Sylvia Pankhurst: Everything is Possible

Dir. Ceri Dingle & Viv Regan, English, 2011

-
Thu 1 December 2011 // 19:30 / Cinema

Sylvia Pankhurst: Everything is Possible, is a feature length documentary which, in essay form, traces the context, campaigns and political impact of inspiring suffragette and revolutionary Sylvia Pankhurst. Screening will be introduced by the film-makers and followed by discussion.

The film includes exclusive testimony from Sylvia’s son Richard Pankhurst and his wife Rita as well as interviews with key writers, suffrage historians, archivists and academics. Rare archive footage, photographs, excerpts from security files held on her and illuminating suffrage memorabilia are interwoven to bring alive the life and times of a heroine deserving of far greater recognition.

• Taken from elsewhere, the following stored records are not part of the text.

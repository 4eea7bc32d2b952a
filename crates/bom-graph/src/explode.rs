//! 需求展開
//!
//! 深度優先遍歷，每個節點記憶化單位用量映射，
//! 共用子組件跨路徑只合計一次，重訪為 O(1)。

use crate::arena::{BomArena, NodeIndex, NodeKind};
use mrp_core::{MrpError, RequirementItem, RequirementNode, Result};
use rust_decimal::Decimal;
use std::collections::{HashMap, HashSet, VecDeque};

/// 展開根節點需求為 RequirementNode 序列（父先於子）
pub(crate) fn explode(
    arena: &BomArena,
    root: NodeIndex,
    quantity: Decimal,
) -> Result<Vec<RequirementNode>> {
    let mut memo: HashMap<NodeIndex, HashMap<NodeIndex, Decimal>> = HashMap::new();
    let mut postorder: Vec<NodeIndex> = Vec::new();
    let mut stack: HashSet<NodeIndex> = HashSet::new();

    per_unit(arena, root, &mut memo, &mut stack, &mut postorder)?;

    let depths = min_depths(arena, root);
    let root_map = &memo[&root];

    // 後序反轉即為拓撲順序（父先於子）
    let mut nodes = Vec::with_capacity(postorder.len());
    for &idx in postorder.iter().rev() {
        let node = arena
            .node(idx)
            .ok_or_else(|| MrpError::UnknownPart(format!("節點索引 {}", idx)))?;
        let item = match node.kind {
            NodeKind::Part => RequirementItem::Part(node.item_id.clone()),
            NodeKind::Material => RequirementItem::Material(node.item_id.clone()),
        };
        let gross = root_map[&idx] * quantity;
        nodes.push(RequirementNode::new(item, gross, depths[&idx]));
    }

    tracing::debug!(
        "展開完成: 根 {} 數量 {}，節點 {} 筆",
        arena.node(root).map(|n| n.item_id.as_str()).unwrap_or("?"),
        quantity,
        nodes.len()
    );

    Ok(nodes)
}

/// 計算節點的單位用量映射（含節點自身 = 1）
///
/// 遞迴堆疊集合偵測循環；授權階段已拒絕循環，
/// 此處命中即代表結構不變量被破壞。
fn per_unit(
    arena: &BomArena,
    node: NodeIndex,
    memo: &mut HashMap<NodeIndex, HashMap<NodeIndex, Decimal>>,
    stack: &mut HashSet<NodeIndex>,
    postorder: &mut Vec<NodeIndex>,
) -> Result<()> {
    if memo.contains_key(&node) {
        return Ok(());
    }
    if !stack.insert(node) {
        let item_id = arena
            .node(node)
            .map(|n| n.item_id.clone())
            .unwrap_or_default();
        return Err(MrpError::CycleDetected(item_id));
    }

    let mut map: HashMap<NodeIndex, Decimal> = HashMap::new();
    map.insert(node, Decimal::ONE);

    let children: Vec<(NodeIndex, Decimal)> = arena
        .children(node)
        .map(|(child, edge)| (child, edge.quantity_per))
        .collect();

    for (child, quantity_per) in children {
        per_unit(arena, child, memo, stack, postorder)?;
        for (&descendant, &per) in &memo[&child] {
            *map.entry(descendant).or_insert(Decimal::ZERO) += per * quantity_per;
        }
    }

    stack.remove(&node);
    memo.insert(node, map);
    postorder.push(node);
    Ok(())
}

/// BFS 計算各可達節點的最淺層深
fn min_depths(arena: &BomArena, root: NodeIndex) -> HashMap<NodeIndex, u32> {
    let mut depths: HashMap<NodeIndex, u32> = HashMap::new();
    let mut queue: VecDeque<NodeIndex> = VecDeque::new();
    depths.insert(root, 0);
    queue.push_back(root);

    while let Some(node) = queue.pop_front() {
        let depth = depths[&node];
        for (child, _) in arena.children(node) {
            if !depths.contains_key(&child) {
                depths.insert(child, depth + 1);
                queue.push_back(child);
            }
        }
    }
    depths
}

Over 100 volunteers were involved in making this documentary. The more they researched the more hidden tales they uncovered. Sylvia, for example, set up a people’s army in the East End of London to deal with police brutality along the lines of James Connolly’s Irish Citizens Army. She exposed the executions ordered by British army officers of over 37,900 British army conscripts covered up by the government. Sylvia led deputations of pauperised working women and the elderly to parliament, helped establish Hands off Russia committees after the Russian revolution and established the first Communist party in Britain. Her paper The Woman’s Dreadnought, which became The Workers’ Dreadnought, commissioned the first black journalist, survived attempts to shut it down and featured articles no one else would print such as army officer Siegfried Sassoon’s A Soldier’s Declaration opposing the war. Unlike her mother Emmeline and sister Christabel who supported a limited franchise for upper class women and dropped the fight for votes for women to support and recruit for the First World War, Sylvia refused to sacrifice the fight for universal suffrage until it was won. The breadth of Sylvia’s campaigning and her efforts to assist working class women were extraordinary. During the war she established the first cost price restaurants and nurseries in the East End, set up local toy factories to provide women a decent wage and fought for equal pay in the face of unsympathetic trade unions.

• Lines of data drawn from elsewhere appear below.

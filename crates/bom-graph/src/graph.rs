//! BOM 結構圖

use crate::arena::{BomArena, NodeIndex, NodeKind};
use crate::edge::{BomChild, BomEdge};
use mrp_core::{MrpError, RequirementNode, Result};
use rust_decimal::Decimal;
use std::collections::HashSet;

/// BOM 結構圖
///
/// 每次成功的結構變更（節點註冊、邊插入）遞增版本戳；
/// 讀取方可持版本戳呼叫 [`BomGraph::explode_at_version`] 做過期檢查。
/// 件號與物料共用識別字串空間，同一識別字串只會對應一個節點。
#[derive(Debug, Clone, Default)]
pub struct BomGraph {
    arena: BomArena,
    version: u64,
}

impl BomGraph {
    /// 創建空的 BOM 圖
    pub fn new() -> Self {
        Self::default()
    }

    /// 當前版本戳
    pub fn version(&self) -> u64 {
        self.version
    }

    /// 取得競技場引用
    pub fn arena(&self) -> &BomArena {
        &self.arena
    }

    /// 註冊製造件節點
    pub fn register_part(&mut self, part_number: &str) -> NodeIndex {
        let (idx, created) = self.arena.insert_node(part_number, NodeKind::Part);
        if created {
            self.version += 1;
            tracing::debug!("註冊件號節點: {} (v{})", part_number, self.version);
        }
        idx
    }

    /// 註冊採購物料節點（葉節點）
    pub fn register_material(&mut self, material_id: &str) -> NodeIndex {
        let (idx, created) = self.arena.insert_node(material_id, NodeKind::Material);
        if created {
            self.version += 1;
            tracing::debug!("註冊物料節點: {} (v{})", material_id, self.version);
        }
        idx
    }

    /// 新增 BOM 邊
    ///
    /// 提交前驗證：用量必須為正、兩端節點已註冊且類別相符、
    /// 不得形成循環。任一驗證失敗時圖維持原狀。
    pub fn add_edge(&mut self, edge: BomEdge) -> Result<()> {
        if edge.quantity_per <= Decimal::ZERO {
            return Err(MrpError::InvalidQuantity(format!(
                "BOM 用量必須為正值: {} → {} 用量 {}",
                edge.parent,
                edge.child.item_id(),
                edge.quantity_per
            )));
        }

        let parent_idx = self
            .arena
            .find_node(&edge.parent)
            .filter(|&idx| self.arena.node(idx).map(|n| n.kind) == Some(NodeKind::Part))
            .ok_or_else(|| MrpError::UnknownPart(edge.parent.clone()))?;

        let child_idx = match &edge.child {
            BomChild::Part(part_number) => self
                .arena
                .find_node(part_number)
                .filter(|&idx| self.arena.node(idx).map(|n| n.kind) == Some(NodeKind::Part))
                .ok_or_else(|| MrpError::UnknownPart(part_number.clone()))?,
            BomChild::Material(material_id) => self
                .arena
                .find_node(material_id)
                .filter(|&idx| self.arena.node(idx).map(|n| n.kind) == Some(NodeKind::Material))
                .ok_or_else(|| MrpError::UnknownMaterial(material_id.clone()))?,
        };

        // 循環檢查：若子端已可達父端，插入後即成環
        if self.reaches(child_idx, parent_idx) {
            return Err(MrpError::CycleDetected(edge.parent.clone()));
        }

        tracing::debug!(
            "新增 BOM 邊: {} → {} 用量 {}",
            edge.parent,
            edge.child.item_id(),
            edge.quantity_per
        );
        self.arena.insert_edge(parent_idx, child_idx, edge);
        self.version += 1;
        Ok(())
    }

    /// 檢查件號是否有子件（是否具備 BOM）
    pub fn has_children(&self, item_id: &str) -> bool {
        self.arena
            .find_node(item_id)
            .map(|idx| self.arena.children(idx).next().is_some())
            .unwrap_or(false)
    }

    /// 展開需求
    ///
    /// 回傳根節點可達的每個件號/物料一筆 [`RequirementNode`]，
    /// 跨路徑數量合計，順序為父先於子。
    pub fn explode(&self, root_part: &str, quantity: Decimal) -> Result<Vec<RequirementNode>> {
        if quantity <= Decimal::ZERO {
            return Err(MrpError::InvalidQuantity(format!(
                "展開數量必須為正值: {} 數量 {}",
                root_part, quantity
            )));
        }
        let root_idx = self
            .arena
            .find_node(root_part)
            .ok_or_else(|| MrpError::UnknownPart(root_part.to_string()))?;

        crate::explode::explode(&self.arena, root_idx, quantity)
    }

    /// 帶版本戳檢查的展開
    ///
    /// 版本戳不符時回傳 [`MrpError::StaleGraphVersion`]，不做任何計算。
    pub fn explode_at_version(
        &self,
        root_part: &str,
        quantity: Decimal,
        expected_version: u64,
    ) -> Result<Vec<RequirementNode>> {
        if expected_version != self.version {
            return Err(MrpError::StaleGraphVersion {
                expected: expected_version,
                actual: self.version,
            });
        }
        self.explode(root_part, quantity)
    }

    /// 檢查 `from` 是否可經由子邊到達 `target`
    fn reaches(&self, from: NodeIndex, target: NodeIndex) -> bool {
        let mut stack = vec![from];
        let mut visited: HashSet<NodeIndex> = HashSet::new();
        while let Some(node) = stack.pop() {
            if node == target {
                return true;
            }
            if visited.insert(node) {
                for (child, _) in self.arena.children(node) {
                    stack.push(child);
                }
            }
        }
        false
    }
}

Her opposition to the war and her internationalism were and remain exemplary. With her partner Silvio Corio she commissioned the first anti-war memorial, known as the stone bomb, which still stands today

in Woodford, the constituency which hosts a statue of its most famous MP Winston Churchill, a warmonger who vehemently opposed votes for women.

Sylvia’s indefatigable efforts and relentless drive for social change led to her being imprisoned more than any other suffragette. Serious political conviction, she shows us, cannot be quashed by brutal state repression. She believed in abundance for all and opposed every misanthropic trend of the day. Her unique contribution in mobilising the working class to lead the fight for democratic rights puts her as one interviewee in the film says, ‘up there with the angels.’

Towards the end of her life Sylvia’s political campaigning focussed on support for anti colonial struggles and liberation for Black Africa and she died and was buried in Addis Ababa in Ethiopia in 1960. The tributes at her funeral we learn, came from everywhere except Britain.